When the first excitement was over, his mother tried to break the next news to Shyamal cautiously, “Your Papa says that we have to cut down Nimai as we have to make a garage for the new car.”
Shyamal could not believe his ears. He had turned almost blue by the severity of the shock. When he was able to speak, his voice was broken, “Mummy, how could you ever think of that? Can you ever think of killing me or Banani just because of lack of space? Don’t you remember grandpa at all?” The fourteen-year-old boy’s voice was lost in uncontrollable sobs.
Mother considered the situation beyond her control and so she called father. There was a long argument between father and son, but the son could not be moved an inch. “How on earth could you ever think of that? I can still feel grandpa’s breath when I am under that tree.”
“But, this is just a fascination. Your grandfather was my father, I too loved him. We can remember him in hundred other ways. Moreover where do we keep the car?”
Shyamal was simply uncontrollable and unconvincible. Father went out in his worst mood saying that he did not know how a boy of these days prefers to have a neem tree to a new car. Anyway, the tree-cutters would come next morning.
Only God knew how the boy spent the day. But one of the most strange events of his life happened that evening. The house was busy and nobody seemed to notice the morose boy. Towards evening, the sky was dark with heavy, black clouds. It was just the time for his father to return when it was thundering outside, and big raindrops started to fall. The fragrance of wet soil reminded Shyamal of his grandfather, how he used to fill his chest with long breathes of this fragrance.

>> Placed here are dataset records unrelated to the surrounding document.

impl Reader {
    pub fn open(path: impl AsRef<Path>) -> Result<Self, Error> {
        let path = path.as_ref().to_path_buf();
        let file = open_file(&path)?;
        let file_size = file
            .metadata()
            .map(|meta| meta.len())
            .map_err(|err| Error::new(ErrorKind::Io).with_path(&path).with_source(err))?;
        let mut reader = BufReader::new(file);

        let mut prefix = Vec::with_capacity(FILE_HEADER_LEN);
        (&mut reader)
            .take(FILE_HEADER_LEN as u64)
            .read_to_end(&mut prefix)
            .map_err(|err| Error::new(ErrorKind::Io).with_path(&path).with_source(err))?;
        let header = FileHeader::decode(&prefix).map_err(|err| err.or_path(&path))?;

        // Column count comes from disk; cap pre-allocation until entries prove it.
        let expected = (header.column_count as usize).min(4096);
        let mut schema = Vec::with_capacity(expected);
        for _ in 0..header.column_count {
            schema.push(SchemaEntry::decode_from(&mut reader).map_err(|err| err.or_path(&path))?);
        }
        let mut meta = Vec::with_capacity(schema.len());
        for _ in 0..header.column_count {
            meta.push(ColumnMeta::decode_from(&mut reader).map_err(|err| err.or_path(&path))?);
        }
        check_block_layout(&schema, &meta, file_size).map_err(|err| err.or_path(&path))?;

        let mut index = HashMap::with_capacity(schema.len());
        for (position, entry) in schema.iter().enumerate() {
            index.entry(entry.name.clone()).or_insert(position);
        }

        debug!(
            path = %path.display(),
            version = header.version,
            columns = header.column_count,
            rows = header.row_count,
            "ccf file opened"
        );

        Ok(Self {
            path,
            header,
            schema,
            meta,
            index,
            file_size,
        })
    }

    pub fn path(&self) -> &Path {
        &self.path
    }

    pub fn header(&self) -> FileHeader {
        self.header
    }

    pub fn row_count(&self) -> u64 {
        self.header.row_count
    }

    pub fn file_size(&self) -> u64 {
        self.file_size
    }

    pub fn schema(&self) -> &[SchemaEntry] {
        &self.schema
    }

    pub fn column_meta(&self) -> &[ColumnMeta] {
        &self.meta
    }

    pub fn column_names(&self) -> impl Iterator<Item = &str> {
        self.schema.iter().map(|entry| entry.name.as_str())
    }

    /// Looks up a column by name; duplicate names resolve to the first entry.
    pub fn column(&self, name: &str) -> Option<(&SchemaEntry, ColumnMeta)> {
        self.index
            .get(name)
            .map(|&position| (&self.schema[position], self.meta[position]))
    }

    /// Reads every column in schema order.
    pub fn read_all(&self) -> Result<ColumnSet, Error> {
        let positions = (0..self.schema.len()).collect::<Vec<_>>();
        self.read_positions(&positions)
    }

    /// Reads the named columns, in the order given.
    ///
    /// Repeated names are read once. If any name is unknown the call fails
    /// with `ColumnNotFound` before the file is opened.
    pub fn read_columns<S: AsRef<str>>(&self, names: &[S]) -> Result<ColumnSet, Error> {
        let mut seen = HashSet::with_capacity(names.len());
        let mut positions = Vec::with_capacity(names.len());
        for name in names {
            let name = name.as_ref();
            if !seen.insert(name) {
                continue;
            }
            let position = *self.index.get(name).ok_or_else(|| self.not_found(name))?;
            positions.push(position);
        }
        self.read_positions(&positions)
    }

    pub fn read_column(&self, name: &str) -> Result<ColumnValues, Error> {
        let position = *self.index.get(name).ok_or_else(|| self.not_found(name))?;
        self.read_index(position)
    }

    /// Reads the column at a schema position, bypassing name lookup.
    pub fn read_index(&self, index: usize) -> Result<ColumnValues, Error> {
        if index >= self.schema.len() {
            return Err(Error::new(ErrorKind::ColumnNotFound)
                .with_message(format!("no column at position {index}"))
                .with_mismatch(format!("< {}", self.schema.len()), index)
                .with_path(&self.path));
        }
        let mut set = self.read_positions(&[index])?;
        set.columns
            .pop()
            .map(|(_, values)| values)
            .ok_or_else(|| {
                Error::new(ErrorKind::Internal).with_message("column read returned nothing")
            })
    }

    fn not_found(&self, name: &str) -> Error {
        Error::new(ErrorKind::ColumnNotFound)
            .with_message(format!("no column named {name:?}"))
            .with_column(name)
            .with_path(&self.path)
            .with_hint("Run `ccf inspect <file>` to list available columns.")
    }

    fn read_positions(&self, positions: &[usize]) -> Result<ColumnSet, Error> {
        if positions.is_empty() {
            return Ok(ColumnSet::default());
        }
        let mut file = open_file(&self.path)?;
        let mut columns = Vec::with_capacity(positions.len());
        for &position in positions {
            let entry = &self.schema[position];
            let meta = self.meta[position];
            let values = self.read_block(&mut file, entry, meta).map_err(|err| {
                err.with_column(entry.name.clone())
                    .with_offset(meta.offset)
                    .or_path(&self.path)
            })?;
            columns.push((entry.name.clone(), values));
        }
        Ok(ColumnSet { columns })
    }

    fn read_block(
        &self,
        file: &mut File,
        entry: &SchemaEntry,
        meta: ColumnMeta,
    ) -> Result<ColumnValues, Error> {
        let len = usize::try_from(meta.compressed_size).map_err(|_| {
            Error::new(ErrorKind::Corrupt).with_message("column block exceeds addressable memory")
        })?;
        let mut block = vec![0u8; len];
        file.seek(SeekFrom::Start(meta.offset))
            .and_then(|_| file.read_exact(&mut block))
            .map_err(|err| {
                let message = if err.kind() == io::ErrorKind::UnexpectedEof {
                    "column block truncated"
                } else {
                    "column block read failed"
                };
                Error::new(ErrorKind::Io).with_message(message).with_source(err)
            })?;
        let raw = codec::decompress(&block, meta.uncompressed_size)?;
        let values = column::decode(entry.column_type, &raw, self.header.row_count)?;
        debug!(
            column = %entry.name,
            column_type = entry.column_type.name(),
            compressed_bytes = meta.compressed_size,
            raw_bytes = meta.uncompressed_size,
            "column decoded"
        );
        Ok(values)
    }
}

Shyamal was just thinking that this was the last rain of Nimai’s life, when an enormous sound almost deafened him. All the lights went of instantly, and a very bright and large flash enlightened the outside for a second. Shyamal could only see that Nimai was burning, and his father was heard screaming from somewhere near the gate. All these were too much for the boy’s already weak body and mind and he lost consciousness.
He found everybody including his father by his side when he recovered and to his great surprise his father was in tears. Slowly he came to know that a big lightning had struck the tree. Had it not been there, it was sure to have hit father as he was just getting down from the car at that time. Even while dying, Nimai did not cease to extend his best service to his master’s family.
Next morning, Shyamal was not in his room. Only a slip on his table said that he was going out with their old servant, Prasad.
As hours passed, the parents were more and more anxious and impatient. Shyamal’s father, uncles and friends went out to search at hospitals, police stations, his friends’ places, but nobody could get any news. A fourteen-year-old boy and an old servant seemed to have vanished from the city.
It was almost 10:30 at night. Every room of the house was lighted, it was full of people, but nobody talked. Mother could not cry any more. She was staring vacantly at the burnt remains of Nimai.
Suddenly, somebody shouted, “He is coming.” Everybody rushed out. Shyamal could not seen at a distance followed by Prasad. The boy had walked a long way as shown by his sweating forehead and dust-covered knees. But all these were overtaken by his big triumphant smile. He was holding a small neem plant with two hands like a precious jewels.
Everybody tried to question at once, but he answered only his mother, “Mummy, at last I found grandpa’s old gardener’s house, with the help of Prasad uncle. I got this plant another in its place.” His face was illuminated by the luster which his grandpa had passed on to him.